I looked a little deeper at the Pool’s information, and to my surprise I discovered that the fulfillment arm of the Pool – the physician network, treatment management functions, and so forth – was contracted to an outside company, and lo and behold, that company is Blue Cross. The relationship between the Pool and Blue Cross is so intertwined that Blue Cross representatives regularly attend and participate in the Pool’s Board of Directors meetings. I’m not saying there’s anything illegal about this, but let’s consider the ironies: a Republican legislature, inveterately and philosophically opposed to government health care, writes legislation that allows insurance companies to exclude applicants who simply have a therapist, thereby ensuring that there will be a need for a government health insurance pool; and that government health insurance pool, because it does not have the resources to offer all elements of a health plan to its participants must contract with the very entity whose refusal of coverage resulted in the need for the pool in the first place. It’s no wonder that we Americans spend 15% of our GDP on health care, with all the inefficient bureaucracies, public and private, designed to pass people from entity to entity like hot potatoes.

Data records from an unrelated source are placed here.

//! Inline span toggling (emphasis, strong, code)

use bevy::prelude::*;
use std::ops::Range;
use unicode_segmentation::UnicodeSegmentation;

use crate::buffer::TextBuffer;
use crate::types::Selection;

/// What a toggle did to the document
#[derive(Clone, Copy, Debug, PartialEq, Eq)]
pub enum ToggleOutcome {
    /// Delimiters were inserted around the range
    Wrapped,
    /// The surrounding delimiters were removed
    Unwrapped,
    /// Nothing to do: empty range, or a delimiter on only one side
    Unchanged,
}

fn is_word_char(c: char) -> bool {
    c == '_' || c.is_alphanumeric()
}

/// The word around `offset`, with leading and trailing underscores trimmed.
///
/// Prefers the word segment under the offset and falls back to the one just
/// before it, so a cursor right after a word still finds it. Returns an
/// empty range at `offset` when there is no word.
pub fn word_range_at<B: TextBuffer + ?Sized>(buffer: &B, offset: usize) -> Range<usize> {
    let line_start = buffer.line_start_at(offset);
    let line = buffer.slice(line_start..line_start + buffer.line_content_len_at(offset));
    let column = offset - line_start;

    // (start, end) in chars, for every word-bound segment of the line
    let mut segments = Vec::new();
    let mut chars_seen = 0;
    for part in line.split_word_bounds() {
        let len = part.chars().count();
        segments.push((chars_seen, chars_seen + len, part));
        chars_seen += len;
    }

    let word_at = |column: usize| {
        segments
            .iter()
            .find(|(start, end, _)| *start <= column && column < *end)
            .filter(|(_, _, part)| part.chars().any(is_word_char))
    };

    let Some(&(start, end, part)) = word_at(column).or_else(|| column.checked_sub(1).and_then(word_at)) else {
        return offset..offset;
    };

    // Underscores delimit emphasis here, they are not part of the word
    let leading = part.chars().take_while(|c| *c == '_').count();
    let trailing = part.chars().rev().take_while(|c| *c == '_').count();
    let (start, end) = if leading == end - start {
        (start, start)
    } else {
        (start + leading, end - trailing)
    };
    line_start + start..line_start + end
}

/// Wrap the selection (or the word under the cursor) in `delimiter`, or
/// unwrap it if it is already wrapped.
///
/// A delimiter on only one side is ambiguous and leaves the document as is.
pub fn toggle_format<B: TextBuffer + ?Sized>(buffer: &mut B, delimiter: &str) -> ToggleOutcome {
    let selection = buffer.selection();
    let range = if selection.has_selection() {
        selection.range()
    } else {
        word_range_at(buffer, selection.head)
    };
    if range.is_empty() {
        trace!("toggle {:?}: nothing to format at {}", delimiter, selection.head);
        return ToggleOutcome::Unchanged;
    }

    let len = delimiter.chars().count();
    let starts_with = range.start >= len && buffer.slice(range.start - len..range.start) == delimiter;
    let ends_with = buffer.slice(range.end..range.end + len) == delimiter;

    match (starts_with, ends_with) {
        (false, false) => {
            debug!("wrap {:?} in {:?}", range, delimiter);
            buffer.begin_edit_group();
            buffer.insert(range.end, delimiter);
            buffer.insert(range.start, delimiter);
            let reselect = if selection.has_selection() {
                selection
            } else {
                Selection::new(range.end, range.start)
            };
            buffer.set_selection(reselect.with_range(range.start + len, range.end + len));
            buffer.end_edit_group();
            ToggleOutcome::Wrapped
        }
        (true, true) => {
            debug!("unwrap {:?} from {:?}", range, delimiter);
            buffer.begin_edit_group();
            buffer.remove(range.end..range.end + len);
            buffer.remove(range.start - len..range.start);
            buffer.end_edit_group();
            ToggleOutcome::Unwrapped
        }
        _ => {
            trace!(
                "toggle {:?}: delimiter on one side only of {:?}, leaving as is",
                delimiter,
                range
            );
            ToggleOutcome::Unchanged
        }
    }
}

#[cfg(test)]
mod tests {
    use super::*;
    use crate::buffer::buffer_with_markers;

    #[test]
    fn test_word_range_trims_underscores() {
        let buffer = buffer_with_markers("_wo|rd_");
        assert_eq!(word_range_at(&buffer, 3), 1..5);
        assert_eq!(buffer.slice(1..5), "word");
    }

    #[test]
    fn test_word_range_excludes_asterisks() {
        let buffer = buffer_with_markers("say *he|llo* now");
        assert_eq!(buffer.slice(word_range_at(&buffer, 7)), "hello");
    }

    #[test]
    fn test_word_range_after_word_end() {
        let buffer = buffer_with_markers("one two");
        assert_eq!(word_range_at(&buffer, 3), 0..3);
        assert_eq!(word_range_at(&buffer, 7), 4..7);
    }

    #[test]
    fn test_word_range_on_second_line() {
        let buffer = buffer_with_markers("first\n__bold__ x");
        assert_eq!(word_range_at(&buffer, 10), 8..12);
    }

    #[test]
    fn test_no_word_is_empty() {
        let buffer = buffer_with_markers("a  ,  b");
        assert!(word_range_at(&buffer, 4).is_empty());
        let buffer = buffer_with_markers("x ___ y");
        assert!(word_range_at(&buffer, 3).is_empty());
    }

    #[test]
    fn test_wrap_selection_reselects_content() {
        let mut buffer = buffer_with_markers("a [bc] d");
        assert_eq!(toggle_format(&mut buffer, "**"), ToggleOutcome::Wrapped);
        assert_eq!(buffer.text(), "a **bc** d");
        assert_eq!(buffer.selection(), Selection::new(6, 4));
    }

    #[test]
    fn test_wrap_word_under_cursor() {
        let mut buffer = buffer_with_markers("say he|llo");
        assert_eq!(toggle_format(&mut buffer, "`"), ToggleOutcome::Wrapped);
        assert_eq!(buffer.text(), "say `hello`");
        assert_eq!(buffer.selection(), Selection::new(10, 5));
        assert_eq!(buffer.history().undo_stack.len(), 1);
    }

    #[test]
    fn test_unwrap_word_under_cursor() {
        let mut buffer = buffer_with_markers("say _he|llo_ now");
        assert_eq!(toggle_format(&mut buffer, "_"), ToggleOutcome::Unwrapped);
        assert_eq!(buffer.text(), "say hello now");
    }

    #[test]
    fn test_wrap_then_unwrap_restores_text() {
        let mut buffer = buffer_with_markers("x [word] y");
        toggle_format(&mut buffer, "*");
        assert_eq!(toggle_format(&mut buffer, "*"), ToggleOutcome::Unwrapped);
        assert_eq!(buffer.text(), "x word y");
    }

    #[test]
    fn test_one_sided_delimiter_is_unchanged() {
        let mut buffer = buffer_with_markers("*[foo]");
        assert_eq!(toggle_format(&mut buffer, "*"), ToggleOutcome::Unchanged);
        assert_eq!(buffer.text(), "*foo");
        assert!(!buffer.can_undo());
    }

    #[test]
    fn test_empty_target_is_unchanged() {
        let mut buffer = buffer_with_markers("a | b");
        assert_eq!(toggle_format(&mut buffer, "*"), ToggleOutcome::Unchanged);
        assert_eq!(buffer.text(), "a  b");
    }
}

I had a similarly bad experience with Blue Cross Texas two years ago. When I signed up, I made a similar mistake of being honest. I mentioned to the Blue Cross interviewer that my doctor offhandedly mentioned that I should have a freckle checked by a doctor. Blue Cross Texas turned me down for coverage…all because of a freckle! You see, Blue Cross Texas expected me to (pay to) visit a dermatologist who would look at my freckle and perhaps remove it. Listen, I’ve had this thing since the time I was a teenager. If Blue Cross Texas were willing to pay for me to visit a dermatologist, I might have consented, but the real problem is that the system penalizes honest disclosures. This suggests the need for a system which does not depend on prescreening individuals.
Gold was using a psychotherapist for various reasons, and now Blue Cross is providing a perverse incentive not to seek alternative help unless sanctioned by Blue Cross itself. That is an example of how health care privatization is removing choices–by forcing disclosures!

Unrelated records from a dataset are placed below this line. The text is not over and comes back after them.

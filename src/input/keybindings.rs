use bevy::prelude::*;
use leafwing_input_manager::prelude::*;

use crate::types::{FormatStyle, KeyInput, Modifiers};

/// Create the default input map with all keybindings
pub fn default_input_map() -> InputMap<EditorAction> {
    let mut input_map = InputMap::default();

    // Indentation
    input_map.insert(EditorAction::Indent, KeyCode::Tab);
    input_map.insert(EditorAction::Unindent, ButtonlikeChord::new([KeyCode::ShiftLeft, KeyCode::Tab]));

    // Line reordering
    input_map.insert(EditorAction::MoveLinesUp, ButtonlikeChord::new([KeyCode::AltLeft, KeyCode::ArrowUp]));
    input_map.insert(EditorAction::MoveLinesDown, ButtonlikeChord::new([KeyCode::AltLeft, KeyCode::ArrowDown]));

    // Inline formatting
    input_map.insert(EditorAction::ToggleEmphasis, ButtonlikeChord::new([KeyCode::ControlLeft, KeyCode::KeyI]));
    input_map.insert(EditorAction::ToggleStrong, ButtonlikeChord::new([KeyCode::ControlLeft, KeyCode::KeyB]));
    input_map.insert(EditorAction::ToggleCode, ButtonlikeChord::new([KeyCode::ControlLeft, KeyCode::KeyD]));

    // Undo/Redo
    input_map.insert(EditorAction::Undo, ButtonlikeChord::new([KeyCode::ControlLeft, KeyCode::KeyZ]));
    input_map.insert(EditorAction::Redo, ButtonlikeChord::new([KeyCode::ControlLeft, KeyCode::KeyY]));
    input_map.insert(EditorAction::Redo, ButtonlikeChord::new([KeyCode::ControlLeft, KeyCode::ShiftLeft, KeyCode::KeyZ]));

    input_map
}

/// Editor action that can be triggered by keybindings
#[derive(Debug, Clone, Copy, PartialEq, Eq, Hash, Reflect, Actionlike)]
pub enum EditorAction {
    /// Indent at the cursor, or every line of a full-line selection (Tab)
    Indent,
    /// Remove one indent level (Shift+Tab)
    Unindent,
    /// Swap the selected lines with the line above (Alt+Up)
    MoveLinesUp,
    /// Swap the selected lines with the line below (Alt+Down)
    MoveLinesDown,
    /// Toggle emphasis around the selection or word (Ctrl+I)
    ToggleEmphasis,
    /// Toggle strong around the selection or word (Ctrl+B)
    ToggleStrong,
    /// Toggle inline code around the selection or word (Ctrl+D)
    ToggleCode,
    Undo,
    Redo,
}

impl EditorAction {
    /// All actions, in the order the keyboard system checks them
    pub const ALL: [EditorAction; 9] = [
        EditorAction::Indent,
        EditorAction::Unindent,
        EditorAction::MoveLinesUp,
        EditorAction::MoveLinesDown,
        EditorAction::ToggleEmphasis,
        EditorAction::ToggleStrong,
        EditorAction::ToggleCode,
        EditorAction::Undo,
        EditorAction::Redo,
    ];

    /// Returns true if this action should repeat when the key is held down
    pub fn is_repeatable(&self) -> bool {
        matches!(
            self,
            EditorAction::Indent
                | EditorAction::Unindent
                | EditorAction::MoveLinesUp
                | EditorAction::MoveLinesDown
                | EditorAction::Undo
                | EditorAction::Redo
        )
    }

    /// The span style this action toggles, if it is a formatting action
    pub fn format_style(&self) -> Option<FormatStyle> {
        match self {
            EditorAction::ToggleEmphasis => Some(FormatStyle::Emphasized),
            EditorAction::ToggleStrong => Some(FormatStyle::Strong),
            EditorAction::ToggleCode => Some(FormatStyle::Code),
            _ => None,
        }
    }

    /// The key press this action is bound to in [`default_input_map`]
    pub fn default_key(&self) -> KeyInput {
        let ctrl = Modifiers::CONTROL;
        match self {
            EditorAction::Indent => KeyInput::plain(KeyCode::Tab),
            EditorAction::Unindent => KeyInput::new(KeyCode::Tab, Modifiers::SHIFT),
            EditorAction::MoveLinesUp => KeyInput::new(KeyCode::ArrowUp, Modifiers::ALT),
            EditorAction::MoveLinesDown => KeyInput::new(KeyCode::ArrowDown, Modifiers::ALT),
            EditorAction::ToggleEmphasis => KeyInput::new(KeyCode::KeyI, ctrl),
            EditorAction::ToggleStrong => KeyInput::new(KeyCode::KeyB, ctrl),
            EditorAction::ToggleCode => KeyInput::new(KeyCode::KeyD, ctrl),
            EditorAction::Undo => KeyInput::new(KeyCode::KeyZ, ctrl),
            EditorAction::Redo => KeyInput::new(KeyCode::KeyY, ctrl),
        }
    }

    /// Resolve a raw key press against the default bindings.
    ///
    /// Modifiers must match exactly, so Ctrl+Shift+B is not strong.
    pub fn from_key(key: &KeyInput) -> Option<Self> {
        // Redo has a second binding
        if *key == KeyInput::new(KeyCode::KeyZ, Modifiers::CONTROL.union(Modifiers::SHIFT)) {
            return Some(EditorAction::Redo);
        }
        Self::ALL.into_iter().find(|action| action.default_key() == *key)
    }
}

#[cfg(test)]
mod tests {
    use super::*;

    #[test]
    fn test_from_key_resolves_default_bindings() {
        for action in EditorAction::ALL {
            assert_eq!(EditorAction::from_key(&action.default_key()), Some(action));
        }
        let ctrl_shift_z = KeyInput::new(KeyCode::KeyZ, Modifiers::CONTROL.union(Modifiers::SHIFT));
        assert_eq!(EditorAction::from_key(&ctrl_shift_z), Some(EditorAction::Redo));
    }

    #[test]
    fn test_from_key_requires_exact_modifiers() {
        let ctrl_shift_b = KeyInput::new(KeyCode::KeyB, Modifiers::CONTROL.union(Modifiers::SHIFT));
        assert_eq!(EditorAction::from_key(&ctrl_shift_b), None);
        assert_eq!(EditorAction::from_key(&KeyInput::plain(KeyCode::ArrowUp)), None);
    }

    #[test]
    fn test_format_style() {
        assert_eq!(EditorAction::ToggleStrong.format_style(), Some(FormatStyle::Strong));
        assert_eq!(EditorAction::Indent.format_style(), None);
    }
}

The question becomes: what restrictions should an individual agree to simply to receive discounts on medical care? Should the individual:
- agree never to receive alternative care from an agency unless Blue Cross were notified?

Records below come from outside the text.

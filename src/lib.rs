//! # dist-matmul
//!
//! dist-matmul multiplies two dense square matrices across a fixed-size
//! group of cooperating processes using row-block partitioning and a
//! coordinator/worker message-passing protocol.
//!
//! ## Features
//! - Contiguous row-major matrix storage that travels as one typed transfer
//! - Pure partition scheduling: every participant derives its clipped row
//!   block from the matrix size and group size alone, with no negotiation
//! - Pluggable communication backends (single-participant, in-process
//!   threads, MPI) behind one blocking trait
//! - Boundary-clipped result assembly that stays correct when the row count
//!   does not divide evenly across the group
//!
//! ## Determinism
//!
//! Inputs are seeded with a fixed row-major ramp, the local multiplier is
//! pure, and results are collected in increasing rank order, so a run's
//! output depends only on the matrix dimension and the group size.
//!
//! ## Usage
//!
//! ```toml
//! [dependencies]
//! dist-matmul = "0.1"
//! # For real process groups:
//! # features = ["mpi-support"]
//! ```
//!
//! With `mpi-support` enabled the crate ships a binary:
//! `mpiexec -n 4 dist-matmul 400`.

pub mod comm;
pub mod config;
pub mod coordinator;
pub mod dense;
pub mod error;
pub mod multiply;
pub mod partition;
pub mod wire;
pub mod worker;

/// A convenient prelude to import the most-used traits and types.
pub mod prelude {
    #[cfg(feature = "mpi-support")]
    pub use crate::comm::MpiComm;
    pub use crate::comm::{Communicator, LocalComm, LocalExchange, NoComm};
    pub use crate::config::JobConfig;
    pub use crate::coordinator::{COORDINATOR_RANK, RunReport};
    pub use crate::dense::{Acc, DenseMatrix, Elem};
    pub use crate::error::DistMatmulError;
    pub use crate::multiply::multiply_block;
    pub use crate::partition::{RowBlock, block_height, owned_block};
}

- promise to disclose every kind of visit that he has made to a health provider?
- agree to disclose every kind of medicine he has ever taken?
- promise to tell all future providers about any past care he has received?
- have no choice but to visit health providers who promise to share medical records with the the health insurance provider?
Obviously Leo Gold is a healthy person and able to afford coverage (and so am I). But what about people like Esmin Green or Belinda Bach who couldn’t possibly afford coverage? A company like Blue Cross Texas would easily and gleefully ignore them while at the same time issuing press release about its latest profitability. This is what we call "the American Way."